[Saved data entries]
——

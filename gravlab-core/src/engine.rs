use crate::params::Params;
use crate::scenario::reference_bodies;
use glam::DVec2;
use thiserror::Error;

/// Display colour of a body. The core never inspects it.
#[derive(Debug, Clone, Copy, PartialEq, Eq)]
pub struct Rgba {
    pub r: u8,
    pub g: u8,
    pub b: u8,
    pub a: u8,
}

impl Rgba {
    pub const fn opaque(r: u8, g: u8, b: u8) -> Self {
        Self { r, g, b, a: 255 }
    }
}

/// A point mass in the simulation
///
/// Mass is fixed at construction; only position and velocity change.
#[derive(Debug, Clone, PartialEq)]
pub struct Body {
    pub pos: DVec2,
    pub vel: DVec2,
    mass: f64,
    pub color: Rgba,
}

impl Body {
    pub fn new(pos: DVec2, vel: DVec2, mass: f64, color: Rgba) -> Self {
        Self {
            pos,
            vel,
            mass,
            color,
        }
    }

    pub fn mass(&self) -> f64 {
        self.mass
    }
}

/// Error building a simulation from an initial configuration
#[derive(Debug, Error, PartialEq)]
pub enum StateError {
    #[error("a simulation needs at least one body")]
    Empty,
    #[error("body {index} has mass {mass}; masses must be finite and positive")]
    InvalidMass { index: usize, mass: f64 },
}

/// Everything the stepper owns: the bodies, the pause flag and the selection.
///
/// The body count is fixed at construction. Bodies are only handed out as
/// slices, so nothing can grow or shrink the collection afterwards.
#[derive(Debug, Clone)]
pub struct SimulationState {
    bodies: Vec<Body>,
    initial: Vec<Body>,
    pub paused: bool,
    selected: usize,
    /// Integration steps performed since the last reset
    pub ticks: u64,
}

impl SimulationState {
    /// Build a simulation that resets to `bodies`.
    pub fn new(bodies: Vec<Body>) -> Result<Self, StateError> {
        if bodies.is_empty() {
            return Err(StateError::Empty);
        }
        if let Some((index, body)) = bodies
            .iter()
            .enumerate()
            .find(|(_, b)| !(b.mass.is_finite() && b.mass > 0.0))
        {
            return Err(StateError::InvalidMass {
                index,
                mass: body.mass,
            });
        }

        let mut state = Self {
            bodies: bodies.clone(),
            initial: bodies,
            paused: false,
            selected: 0,
            ticks: 0,
        };
        state.reset();
        Ok(state)
    }

    /// The three-body reference configuration
    pub fn reference() -> Self {
        let initial = reference_bodies();
        Self {
            bodies: initial.clone(),
            initial,
            paused: false,
            selected: 0,
            ticks: 0,
        }
    }

    /// Restore the initial configuration, unpause and select body 0.
    pub fn reset(&mut self) {
        self.bodies.clone_from_slice(&self.initial);
        self.paused = false;
        self.selected = 0;
        self.ticks = 0;
        log::debug!("reset {} bodies", self.bodies.len());
    }

    pub fn len(&self) -> usize {
        self.bodies.len()
    }

    /// Always false: construction rejects empty configurations.
    pub fn is_empty(&self) -> bool {
        self.bodies.is_empty()
    }

    pub fn bodies(&self) -> &[Body] {
        &self.bodies
    }

    pub fn bodies_mut(&mut self) -> &mut [Body] {
        &mut self.bodies
    }

    pub fn selected(&self) -> usize {
        self.selected
    }

    pub fn selected_body(&self) -> &Body {
        &self.bodies[self.selected]
    }

    pub fn selected_body_mut(&mut self) -> &mut Body {
        &mut self.bodies[self.selected]
    }

    /// Select body `index`. Out-of-range indices are ignored and return false.
    pub fn select(&mut self, index: usize) -> bool {
        if index < self.bodies.len() {
            self.selected = index;
            true
        } else {
            false
        }
    }

    /// Net acceleration on body `index` from every other body's current position.
    ///
    /// # Panics
    ///
    /// Panics if `index >= self.len()`.
    pub fn acceleration(&self, index: usize, params: &Params) -> DVec2 {
        let body = &self.bodies[index];
        let mut accel = DVec2::ZERO;

        for (j, other) in self.bodies.iter().enumerate() {
            if j == index {
                continue;
            }
            let r = other.pos - body.pos;
            let dist_sq = r.x * r.x + r.y * r.y + params.softening;
            let f = params.gravity * other.mass / dist_sq;
            accel.x += f * r.x;
            accel.y += f * r.y;
        }

        accel
    }
}

impl Default for SimulationState {
    fn default() -> Self {
        Self::reference()
    }
}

——

[Your objective]: Exactly as they stand above, retype all of the records.

[Solution for this exercise]:
filename gravlab-core/src/engine.rs
use crate::params::Params;
use crate::scenario::reference_bodies;
use glam::DVec2;
use thiserror::Error;

/// Display colour of a body. The core never inspects it.
#[derive(Debug, Clone, Copy, PartialEq, Eq)]
pub struct Rgba {
    pub r: u8,
    pub g: u8,
    pub b: u8,
    pub a: u8,
}

impl Rgba {
    pub const fn opaque(r: u8, g: u8, b: u8) -> Self {
        Self { r, g, b, a: 255 }
    }
}

/// A point mass in the simulation
///
/// Mass is fixed at construction; only position and velocity change.
#[derive(Debug, Clone, PartialEq)]
pub struct Body {
    pub pos: DVec2,
    pub vel: DVec2,
    mass: f64,
    pub color: Rgba,
}

impl Body {
    pub fn new(pos: DVec2, vel: DVec2, mass: f64, color: Rgba) -> Self {
        Self {
            pos,
            vel,
            mass,
            color,
        }
    }

    pub fn mass(&self) -> f64 {
        self.mass
    }
}

/// Error building a simulation from an initial configuration
#[derive(Debug, Error, PartialEq)]
pub enum StateError {
    #[error("a simulation needs at least one body")]
    Empty,
    #[error("body {index} has mass {mass}; masses must be finite and positive")]
    InvalidMass { index: usize, mass: f64 },
}

/// Everything the stepper owns: the bodies, the pause flag and the selection.
///
/// The body count is fixed at construction. Bodies are only handed out as
/// slices, so nothing can grow or shrink the collection afterwards.
#[derive(Debug, Clone)]
pub struct SimulationState {
    bodies: Vec<Body>,
    initial: Vec<Body>,
    pub paused: bool,
    selected: usize,
    /// Integration steps performed since the last reset
    pub ticks: u64,
}

impl SimulationState {
    /// Build a simulation that resets to `bodies`.
    pub fn new(bodies: Vec<Body>) -> Result<Self, StateError> {
        if bodies.is_empty() {
            return Err(StateError::Empty);
        }
        if let Some((index, body)) = bodies
            .iter()
            .enumerate()
            .find(|(_, b)| !(b.mass.is_finite() && b.mass > 0.0))
        {
            return Err(StateError::InvalidMass {
                index,
                mass: body.mass,
            });
        }

        let mut state = Self {
            bodies: bodies.clone(),
            initial: bodies,
            paused: false,
            selected: 0,
            ticks: 0,
        };
        state.reset();
        Ok(state)
    }

    /// The three-body reference configuration
    pub fn reference() -> Self {
        let initial = reference_bodies();
        Self {
            bodies: initial.clone(),
            initial,
            paused: false,
            selected: 0,
            ticks: 0,
        }
    }

    /// Restore the initial configuration, unpause and select body 0.
    pub fn reset(&mut self) {
        self.bodies.clone_from_slice(&self.initial);
        self.paused = false;
        self.selected = 0;
        self.ticks = 0;
        log::debug!("reset {} bodies", self.bodies.len());
    }

    pub fn len(&self) -> usize {
        self.bodies.len()
    }

    /// Always false: construction rejects empty configurations.
    pub fn is_empty(&self) -> bool {
        self.bodies.is_empty()
    }

    pub fn bodies(&self) -> &[Body] {
        &self.bodies
    }

    pub fn bodies_mut(&mut self) -> &mut [Body] {
        &mut self.bodies
    }

    pub fn selected(&self) -> usize {
        self.selected
    }

    pub fn selected_body(&self) -> &Body {
        &self.bodies[self.selected]
    }

    pub fn selected_body_mut(&mut self) -> &mut Body {
        &mut self.bodies[self.selected]
    }

    /// Select body `index`. Out-of-range indices are ignored and return false.
    pub fn select(&mut self, index: usize) -> bool {
        if index < self.bodies.len() {
            self.selected = index;
            true
        } else {
            false
        }
    }

    /// Net acceleration on body `index` from every other body's current position.
    ///
    /// # Panics
    ///
    /// Panics if `index >= self.len()`.
    pub fn acceleration(&self, index: usize, params: &Params) -> DVec2 {
        let body = &self.bodies[index];
        let mut accel = DVec2::ZERO;

        for (j, other) in self.bodies.iter().enumerate() {
            if j == index {
                continue;
            }
            let r = other.pos - body.pos;
            let dist_sq = r.x * r.x + r.y * r.y + params.softening;
            let f = params.gravity * other.mass / dist_sq;
            accel.x += f * r.x;
            accel.y += f * r.y;
        }

        accel
    }
}

impl Default for SimulationState {
    fn default() -> Self {
        Self::reference()
    }
}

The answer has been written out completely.